TO DO
Tell how many lines in the data below hold the string "Some"; give nothing but the number.

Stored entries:

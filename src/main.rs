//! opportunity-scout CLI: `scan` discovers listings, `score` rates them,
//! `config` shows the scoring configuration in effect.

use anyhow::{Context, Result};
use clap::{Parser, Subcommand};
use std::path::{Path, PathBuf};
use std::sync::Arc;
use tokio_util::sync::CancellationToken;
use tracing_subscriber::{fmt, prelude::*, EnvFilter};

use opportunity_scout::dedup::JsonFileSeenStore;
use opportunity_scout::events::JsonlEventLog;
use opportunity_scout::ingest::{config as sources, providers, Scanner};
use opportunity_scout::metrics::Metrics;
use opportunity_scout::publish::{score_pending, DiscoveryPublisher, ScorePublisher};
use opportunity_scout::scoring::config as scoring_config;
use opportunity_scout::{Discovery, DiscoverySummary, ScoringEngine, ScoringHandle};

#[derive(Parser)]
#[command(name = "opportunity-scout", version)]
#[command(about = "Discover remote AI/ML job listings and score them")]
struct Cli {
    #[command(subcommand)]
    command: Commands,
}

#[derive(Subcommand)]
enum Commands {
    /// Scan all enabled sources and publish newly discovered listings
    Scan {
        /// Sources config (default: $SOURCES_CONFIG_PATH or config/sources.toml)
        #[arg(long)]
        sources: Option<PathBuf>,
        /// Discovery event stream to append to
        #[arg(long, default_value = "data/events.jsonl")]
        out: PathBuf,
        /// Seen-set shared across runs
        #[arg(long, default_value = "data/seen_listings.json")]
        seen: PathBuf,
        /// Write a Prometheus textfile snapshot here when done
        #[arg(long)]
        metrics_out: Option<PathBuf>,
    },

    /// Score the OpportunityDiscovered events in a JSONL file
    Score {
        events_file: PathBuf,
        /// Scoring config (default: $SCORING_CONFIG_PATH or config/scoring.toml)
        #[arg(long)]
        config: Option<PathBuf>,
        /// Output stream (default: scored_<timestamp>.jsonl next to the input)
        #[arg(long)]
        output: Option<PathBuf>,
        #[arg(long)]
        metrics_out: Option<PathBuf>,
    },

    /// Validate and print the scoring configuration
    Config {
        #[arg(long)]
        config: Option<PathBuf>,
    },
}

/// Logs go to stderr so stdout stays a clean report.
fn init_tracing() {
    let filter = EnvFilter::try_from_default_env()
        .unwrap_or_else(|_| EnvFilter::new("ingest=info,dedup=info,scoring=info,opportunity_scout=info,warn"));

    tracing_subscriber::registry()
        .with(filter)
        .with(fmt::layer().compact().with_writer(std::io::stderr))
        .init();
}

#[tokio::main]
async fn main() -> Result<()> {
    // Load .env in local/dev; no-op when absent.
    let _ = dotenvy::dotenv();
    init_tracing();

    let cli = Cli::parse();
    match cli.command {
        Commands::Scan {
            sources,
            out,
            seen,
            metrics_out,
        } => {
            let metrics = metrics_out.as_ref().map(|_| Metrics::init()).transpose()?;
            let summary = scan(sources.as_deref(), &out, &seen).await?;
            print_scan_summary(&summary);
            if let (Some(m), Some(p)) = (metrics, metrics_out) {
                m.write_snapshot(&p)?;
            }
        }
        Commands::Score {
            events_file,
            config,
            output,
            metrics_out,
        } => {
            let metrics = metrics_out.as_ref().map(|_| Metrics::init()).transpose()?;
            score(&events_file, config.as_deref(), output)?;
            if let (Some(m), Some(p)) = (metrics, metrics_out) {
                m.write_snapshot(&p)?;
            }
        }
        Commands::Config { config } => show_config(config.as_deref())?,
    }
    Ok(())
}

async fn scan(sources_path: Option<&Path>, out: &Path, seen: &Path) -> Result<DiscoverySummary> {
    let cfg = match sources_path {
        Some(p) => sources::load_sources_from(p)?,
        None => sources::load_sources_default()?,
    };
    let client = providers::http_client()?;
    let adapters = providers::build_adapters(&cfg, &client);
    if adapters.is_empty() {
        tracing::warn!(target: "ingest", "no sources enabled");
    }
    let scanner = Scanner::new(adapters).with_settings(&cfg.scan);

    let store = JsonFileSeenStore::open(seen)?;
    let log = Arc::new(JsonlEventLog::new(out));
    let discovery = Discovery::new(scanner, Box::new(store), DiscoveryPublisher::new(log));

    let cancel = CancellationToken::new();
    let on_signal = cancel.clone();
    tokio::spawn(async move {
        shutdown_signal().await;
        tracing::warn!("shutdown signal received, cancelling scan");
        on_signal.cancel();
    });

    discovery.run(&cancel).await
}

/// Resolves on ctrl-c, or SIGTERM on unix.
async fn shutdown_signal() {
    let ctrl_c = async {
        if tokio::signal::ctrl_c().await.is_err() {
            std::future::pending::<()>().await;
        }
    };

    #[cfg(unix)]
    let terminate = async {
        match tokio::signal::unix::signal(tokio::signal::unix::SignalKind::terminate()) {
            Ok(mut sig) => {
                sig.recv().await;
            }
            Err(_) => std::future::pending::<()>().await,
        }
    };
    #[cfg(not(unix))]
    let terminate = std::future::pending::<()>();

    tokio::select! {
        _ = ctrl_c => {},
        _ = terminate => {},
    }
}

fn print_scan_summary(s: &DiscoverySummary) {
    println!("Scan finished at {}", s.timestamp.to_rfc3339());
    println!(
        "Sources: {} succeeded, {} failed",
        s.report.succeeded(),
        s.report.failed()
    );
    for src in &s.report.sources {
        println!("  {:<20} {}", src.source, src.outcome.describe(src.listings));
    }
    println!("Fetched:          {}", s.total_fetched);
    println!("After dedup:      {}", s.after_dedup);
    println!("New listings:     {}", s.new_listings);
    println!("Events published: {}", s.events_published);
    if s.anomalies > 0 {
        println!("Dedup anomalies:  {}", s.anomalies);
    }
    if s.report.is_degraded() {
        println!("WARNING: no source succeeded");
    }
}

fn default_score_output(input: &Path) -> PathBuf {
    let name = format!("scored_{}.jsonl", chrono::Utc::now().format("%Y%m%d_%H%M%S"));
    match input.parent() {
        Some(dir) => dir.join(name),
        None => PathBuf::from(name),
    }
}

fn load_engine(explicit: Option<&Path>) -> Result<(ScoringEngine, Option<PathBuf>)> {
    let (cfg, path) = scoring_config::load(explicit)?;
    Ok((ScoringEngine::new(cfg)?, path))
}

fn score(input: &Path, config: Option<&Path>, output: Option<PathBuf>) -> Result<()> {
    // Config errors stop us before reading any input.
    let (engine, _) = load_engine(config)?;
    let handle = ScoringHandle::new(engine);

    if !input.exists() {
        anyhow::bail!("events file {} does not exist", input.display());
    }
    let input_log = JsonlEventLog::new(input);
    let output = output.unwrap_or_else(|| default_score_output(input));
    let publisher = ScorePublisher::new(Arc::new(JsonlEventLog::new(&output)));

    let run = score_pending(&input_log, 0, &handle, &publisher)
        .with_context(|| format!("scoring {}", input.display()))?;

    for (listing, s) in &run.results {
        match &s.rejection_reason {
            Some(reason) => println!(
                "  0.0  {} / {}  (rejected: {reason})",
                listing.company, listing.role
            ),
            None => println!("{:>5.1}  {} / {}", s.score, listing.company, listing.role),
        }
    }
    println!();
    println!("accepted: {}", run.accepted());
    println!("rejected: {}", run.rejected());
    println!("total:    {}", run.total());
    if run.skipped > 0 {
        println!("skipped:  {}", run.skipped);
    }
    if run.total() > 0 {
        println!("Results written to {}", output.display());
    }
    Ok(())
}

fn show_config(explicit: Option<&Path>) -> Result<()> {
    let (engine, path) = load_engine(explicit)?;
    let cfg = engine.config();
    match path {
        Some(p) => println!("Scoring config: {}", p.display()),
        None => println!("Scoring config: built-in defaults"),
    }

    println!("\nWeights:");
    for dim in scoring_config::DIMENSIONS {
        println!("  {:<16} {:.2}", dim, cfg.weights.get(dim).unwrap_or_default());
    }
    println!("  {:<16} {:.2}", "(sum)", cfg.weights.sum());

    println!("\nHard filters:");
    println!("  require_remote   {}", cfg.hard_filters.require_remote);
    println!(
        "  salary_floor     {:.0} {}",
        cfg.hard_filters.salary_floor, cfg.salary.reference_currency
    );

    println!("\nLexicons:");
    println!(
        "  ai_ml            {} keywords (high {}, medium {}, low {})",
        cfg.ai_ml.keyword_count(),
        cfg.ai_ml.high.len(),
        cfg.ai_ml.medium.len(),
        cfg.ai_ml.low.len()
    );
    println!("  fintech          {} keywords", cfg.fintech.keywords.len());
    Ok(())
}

TASK SOLUTION
6